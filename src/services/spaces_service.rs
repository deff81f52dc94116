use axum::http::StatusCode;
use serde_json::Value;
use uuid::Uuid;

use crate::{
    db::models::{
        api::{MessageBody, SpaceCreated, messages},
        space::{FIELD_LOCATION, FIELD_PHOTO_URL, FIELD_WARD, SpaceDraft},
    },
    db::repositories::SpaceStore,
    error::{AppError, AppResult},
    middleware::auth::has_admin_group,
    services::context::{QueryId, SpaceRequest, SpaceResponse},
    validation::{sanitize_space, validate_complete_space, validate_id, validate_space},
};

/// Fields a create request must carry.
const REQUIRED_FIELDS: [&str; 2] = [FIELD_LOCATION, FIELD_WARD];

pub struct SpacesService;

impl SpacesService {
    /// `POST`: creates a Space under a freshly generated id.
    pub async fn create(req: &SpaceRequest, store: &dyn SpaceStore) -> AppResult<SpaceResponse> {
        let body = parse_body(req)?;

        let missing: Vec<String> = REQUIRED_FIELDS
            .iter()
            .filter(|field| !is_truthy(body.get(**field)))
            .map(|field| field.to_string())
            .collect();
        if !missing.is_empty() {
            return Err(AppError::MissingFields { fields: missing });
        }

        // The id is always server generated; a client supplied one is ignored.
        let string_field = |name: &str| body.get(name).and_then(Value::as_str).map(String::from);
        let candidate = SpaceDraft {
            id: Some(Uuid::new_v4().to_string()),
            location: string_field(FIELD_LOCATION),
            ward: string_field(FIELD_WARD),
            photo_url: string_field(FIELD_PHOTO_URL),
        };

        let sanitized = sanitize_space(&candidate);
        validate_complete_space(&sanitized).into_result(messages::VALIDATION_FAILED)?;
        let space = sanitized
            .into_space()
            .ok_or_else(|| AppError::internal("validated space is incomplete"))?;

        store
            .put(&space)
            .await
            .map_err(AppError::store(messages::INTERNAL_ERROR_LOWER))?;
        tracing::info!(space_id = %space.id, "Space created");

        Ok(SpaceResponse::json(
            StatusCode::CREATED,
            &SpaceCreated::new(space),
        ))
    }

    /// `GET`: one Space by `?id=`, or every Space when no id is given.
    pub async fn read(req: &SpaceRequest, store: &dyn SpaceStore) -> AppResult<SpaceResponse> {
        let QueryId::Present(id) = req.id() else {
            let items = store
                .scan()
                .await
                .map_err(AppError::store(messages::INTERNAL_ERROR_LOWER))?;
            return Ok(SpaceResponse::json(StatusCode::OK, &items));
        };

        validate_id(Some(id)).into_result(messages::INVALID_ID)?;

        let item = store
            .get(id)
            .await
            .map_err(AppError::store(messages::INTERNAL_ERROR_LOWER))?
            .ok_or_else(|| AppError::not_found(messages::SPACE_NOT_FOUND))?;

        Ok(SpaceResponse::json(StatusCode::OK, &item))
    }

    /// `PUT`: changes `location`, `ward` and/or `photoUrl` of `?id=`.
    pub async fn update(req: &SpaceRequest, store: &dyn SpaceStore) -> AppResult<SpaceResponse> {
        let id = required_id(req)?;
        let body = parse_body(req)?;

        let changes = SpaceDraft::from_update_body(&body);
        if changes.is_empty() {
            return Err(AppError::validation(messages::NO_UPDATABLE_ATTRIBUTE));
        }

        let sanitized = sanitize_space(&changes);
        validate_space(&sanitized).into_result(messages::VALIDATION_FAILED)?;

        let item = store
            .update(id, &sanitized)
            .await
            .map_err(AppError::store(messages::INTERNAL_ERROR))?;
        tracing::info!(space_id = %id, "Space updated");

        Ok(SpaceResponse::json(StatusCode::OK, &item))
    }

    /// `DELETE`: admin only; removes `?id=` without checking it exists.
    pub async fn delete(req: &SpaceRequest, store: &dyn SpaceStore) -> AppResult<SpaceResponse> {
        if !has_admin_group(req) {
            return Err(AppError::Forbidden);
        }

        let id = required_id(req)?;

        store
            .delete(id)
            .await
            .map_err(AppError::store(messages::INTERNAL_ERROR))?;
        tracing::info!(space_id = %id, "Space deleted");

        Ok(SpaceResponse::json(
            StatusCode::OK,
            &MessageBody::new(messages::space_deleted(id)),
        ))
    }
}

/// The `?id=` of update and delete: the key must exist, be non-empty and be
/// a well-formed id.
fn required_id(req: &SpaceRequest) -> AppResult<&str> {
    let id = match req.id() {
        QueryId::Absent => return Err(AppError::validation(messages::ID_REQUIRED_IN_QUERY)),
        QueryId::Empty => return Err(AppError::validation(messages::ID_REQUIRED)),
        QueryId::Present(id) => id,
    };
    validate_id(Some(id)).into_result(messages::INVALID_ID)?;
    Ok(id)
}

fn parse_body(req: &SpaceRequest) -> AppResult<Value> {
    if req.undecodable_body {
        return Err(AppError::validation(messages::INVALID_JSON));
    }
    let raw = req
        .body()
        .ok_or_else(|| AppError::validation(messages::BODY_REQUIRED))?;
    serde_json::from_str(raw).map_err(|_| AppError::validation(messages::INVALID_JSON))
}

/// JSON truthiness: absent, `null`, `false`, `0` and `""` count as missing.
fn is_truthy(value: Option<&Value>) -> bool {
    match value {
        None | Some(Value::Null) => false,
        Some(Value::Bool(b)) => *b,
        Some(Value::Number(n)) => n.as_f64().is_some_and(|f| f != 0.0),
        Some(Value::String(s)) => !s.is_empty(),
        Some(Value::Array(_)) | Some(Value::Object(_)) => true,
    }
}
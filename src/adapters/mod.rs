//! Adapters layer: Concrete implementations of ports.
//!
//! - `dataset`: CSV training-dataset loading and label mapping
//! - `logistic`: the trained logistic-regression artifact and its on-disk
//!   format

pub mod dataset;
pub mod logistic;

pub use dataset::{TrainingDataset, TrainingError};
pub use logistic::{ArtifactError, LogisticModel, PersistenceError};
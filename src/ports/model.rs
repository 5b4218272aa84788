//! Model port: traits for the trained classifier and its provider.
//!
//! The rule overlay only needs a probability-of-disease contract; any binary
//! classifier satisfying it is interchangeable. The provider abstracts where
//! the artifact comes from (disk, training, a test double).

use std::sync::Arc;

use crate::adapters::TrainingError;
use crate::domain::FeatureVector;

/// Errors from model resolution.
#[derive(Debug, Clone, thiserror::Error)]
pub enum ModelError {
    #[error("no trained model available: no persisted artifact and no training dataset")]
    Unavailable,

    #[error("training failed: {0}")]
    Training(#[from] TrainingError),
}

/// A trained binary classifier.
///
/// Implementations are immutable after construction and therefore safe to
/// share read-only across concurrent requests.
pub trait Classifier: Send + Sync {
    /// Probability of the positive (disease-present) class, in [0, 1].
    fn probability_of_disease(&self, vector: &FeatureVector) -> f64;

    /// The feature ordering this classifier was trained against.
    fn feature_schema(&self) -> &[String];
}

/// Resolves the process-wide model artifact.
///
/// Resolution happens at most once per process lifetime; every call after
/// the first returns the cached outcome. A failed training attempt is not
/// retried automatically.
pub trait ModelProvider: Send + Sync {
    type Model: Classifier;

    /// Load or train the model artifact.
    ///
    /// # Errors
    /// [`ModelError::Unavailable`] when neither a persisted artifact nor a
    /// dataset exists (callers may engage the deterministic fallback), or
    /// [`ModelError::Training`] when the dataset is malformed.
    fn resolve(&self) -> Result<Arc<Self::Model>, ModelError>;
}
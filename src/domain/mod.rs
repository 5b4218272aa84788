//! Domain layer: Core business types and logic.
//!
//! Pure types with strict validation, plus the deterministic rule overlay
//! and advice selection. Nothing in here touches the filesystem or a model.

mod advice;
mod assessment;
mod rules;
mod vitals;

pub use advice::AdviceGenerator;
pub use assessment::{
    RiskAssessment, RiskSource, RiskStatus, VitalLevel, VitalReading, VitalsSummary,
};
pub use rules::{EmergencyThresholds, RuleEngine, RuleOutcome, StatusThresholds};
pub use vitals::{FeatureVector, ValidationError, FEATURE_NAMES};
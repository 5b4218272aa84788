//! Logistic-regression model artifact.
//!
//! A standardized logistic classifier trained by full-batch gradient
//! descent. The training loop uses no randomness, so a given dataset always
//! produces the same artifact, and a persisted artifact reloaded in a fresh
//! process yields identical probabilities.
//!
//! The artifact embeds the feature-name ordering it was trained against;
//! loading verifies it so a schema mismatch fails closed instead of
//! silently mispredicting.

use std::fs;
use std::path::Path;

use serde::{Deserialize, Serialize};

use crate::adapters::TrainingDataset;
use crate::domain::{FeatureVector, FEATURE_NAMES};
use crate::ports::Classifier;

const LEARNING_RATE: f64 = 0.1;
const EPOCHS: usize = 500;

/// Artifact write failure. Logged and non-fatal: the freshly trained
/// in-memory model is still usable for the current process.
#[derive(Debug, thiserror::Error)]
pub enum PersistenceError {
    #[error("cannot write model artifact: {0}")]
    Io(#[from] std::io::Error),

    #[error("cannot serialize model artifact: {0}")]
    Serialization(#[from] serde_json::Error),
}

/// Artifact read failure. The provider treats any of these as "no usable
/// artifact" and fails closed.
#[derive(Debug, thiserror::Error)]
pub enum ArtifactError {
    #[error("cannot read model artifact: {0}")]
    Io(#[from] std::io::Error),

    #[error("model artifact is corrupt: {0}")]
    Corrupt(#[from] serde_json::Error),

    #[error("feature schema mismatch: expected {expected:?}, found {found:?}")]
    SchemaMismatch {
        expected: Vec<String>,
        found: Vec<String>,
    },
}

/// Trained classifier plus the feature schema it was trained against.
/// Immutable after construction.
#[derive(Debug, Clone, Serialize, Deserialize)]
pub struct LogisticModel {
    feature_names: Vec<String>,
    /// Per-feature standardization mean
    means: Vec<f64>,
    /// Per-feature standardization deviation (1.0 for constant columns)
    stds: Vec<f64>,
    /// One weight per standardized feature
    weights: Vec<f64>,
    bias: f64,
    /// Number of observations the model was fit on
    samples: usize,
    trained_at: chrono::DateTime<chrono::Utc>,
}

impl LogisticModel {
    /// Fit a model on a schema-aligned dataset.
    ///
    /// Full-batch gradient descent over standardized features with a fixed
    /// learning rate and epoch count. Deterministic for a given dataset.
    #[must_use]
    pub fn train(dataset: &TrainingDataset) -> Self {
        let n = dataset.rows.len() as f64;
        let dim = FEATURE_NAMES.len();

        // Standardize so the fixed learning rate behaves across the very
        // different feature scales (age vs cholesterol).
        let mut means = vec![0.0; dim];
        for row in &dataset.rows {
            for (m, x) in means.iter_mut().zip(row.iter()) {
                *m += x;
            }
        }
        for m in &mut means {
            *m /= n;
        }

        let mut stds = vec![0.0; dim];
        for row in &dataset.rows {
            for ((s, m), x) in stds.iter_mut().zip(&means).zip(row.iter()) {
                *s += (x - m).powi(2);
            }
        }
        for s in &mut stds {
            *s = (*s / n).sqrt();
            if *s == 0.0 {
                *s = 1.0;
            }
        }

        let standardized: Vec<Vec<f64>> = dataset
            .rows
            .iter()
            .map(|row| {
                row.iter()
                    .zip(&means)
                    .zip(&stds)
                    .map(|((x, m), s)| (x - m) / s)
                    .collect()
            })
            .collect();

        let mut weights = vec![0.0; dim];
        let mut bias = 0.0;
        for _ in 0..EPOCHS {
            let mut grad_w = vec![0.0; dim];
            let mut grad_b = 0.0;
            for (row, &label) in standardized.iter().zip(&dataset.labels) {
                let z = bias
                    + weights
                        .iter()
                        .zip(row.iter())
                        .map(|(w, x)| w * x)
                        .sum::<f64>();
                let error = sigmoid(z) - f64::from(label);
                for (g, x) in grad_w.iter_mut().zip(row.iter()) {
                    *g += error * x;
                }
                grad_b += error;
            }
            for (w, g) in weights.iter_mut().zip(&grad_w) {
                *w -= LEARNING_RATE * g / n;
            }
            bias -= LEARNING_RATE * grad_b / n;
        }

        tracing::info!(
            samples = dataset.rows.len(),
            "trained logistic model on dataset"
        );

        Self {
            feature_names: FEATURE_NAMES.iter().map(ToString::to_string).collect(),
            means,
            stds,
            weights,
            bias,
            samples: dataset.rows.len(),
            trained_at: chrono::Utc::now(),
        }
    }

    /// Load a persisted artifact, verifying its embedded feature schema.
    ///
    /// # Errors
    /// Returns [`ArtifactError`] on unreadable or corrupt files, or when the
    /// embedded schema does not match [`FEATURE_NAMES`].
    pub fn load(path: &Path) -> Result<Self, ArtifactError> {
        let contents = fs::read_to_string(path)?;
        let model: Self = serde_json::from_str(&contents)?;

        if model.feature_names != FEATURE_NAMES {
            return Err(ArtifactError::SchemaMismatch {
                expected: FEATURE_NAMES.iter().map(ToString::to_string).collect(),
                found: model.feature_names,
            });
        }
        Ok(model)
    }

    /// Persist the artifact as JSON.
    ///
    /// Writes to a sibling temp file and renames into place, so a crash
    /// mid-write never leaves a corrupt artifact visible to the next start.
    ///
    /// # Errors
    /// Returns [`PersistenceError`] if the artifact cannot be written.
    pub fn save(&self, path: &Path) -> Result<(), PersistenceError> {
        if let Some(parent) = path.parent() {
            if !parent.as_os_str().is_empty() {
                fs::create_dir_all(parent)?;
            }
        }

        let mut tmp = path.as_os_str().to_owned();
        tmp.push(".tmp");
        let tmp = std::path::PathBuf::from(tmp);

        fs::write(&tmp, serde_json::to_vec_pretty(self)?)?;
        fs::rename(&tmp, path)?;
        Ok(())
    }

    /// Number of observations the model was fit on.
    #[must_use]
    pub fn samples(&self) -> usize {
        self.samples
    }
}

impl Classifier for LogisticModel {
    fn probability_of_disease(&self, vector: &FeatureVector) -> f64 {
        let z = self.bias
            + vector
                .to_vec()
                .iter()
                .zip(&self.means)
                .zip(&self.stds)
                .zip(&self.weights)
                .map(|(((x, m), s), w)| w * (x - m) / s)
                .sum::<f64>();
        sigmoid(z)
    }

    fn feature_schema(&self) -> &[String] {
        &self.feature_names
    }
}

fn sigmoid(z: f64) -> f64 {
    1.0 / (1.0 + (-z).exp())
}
********************
Your assignment
Your answer should be each line from the preceding material in which the word "EPOCHS" occurs.

Result of the task
const EPOCHS: usize = 500;
        for _ in 0..EPOCHS {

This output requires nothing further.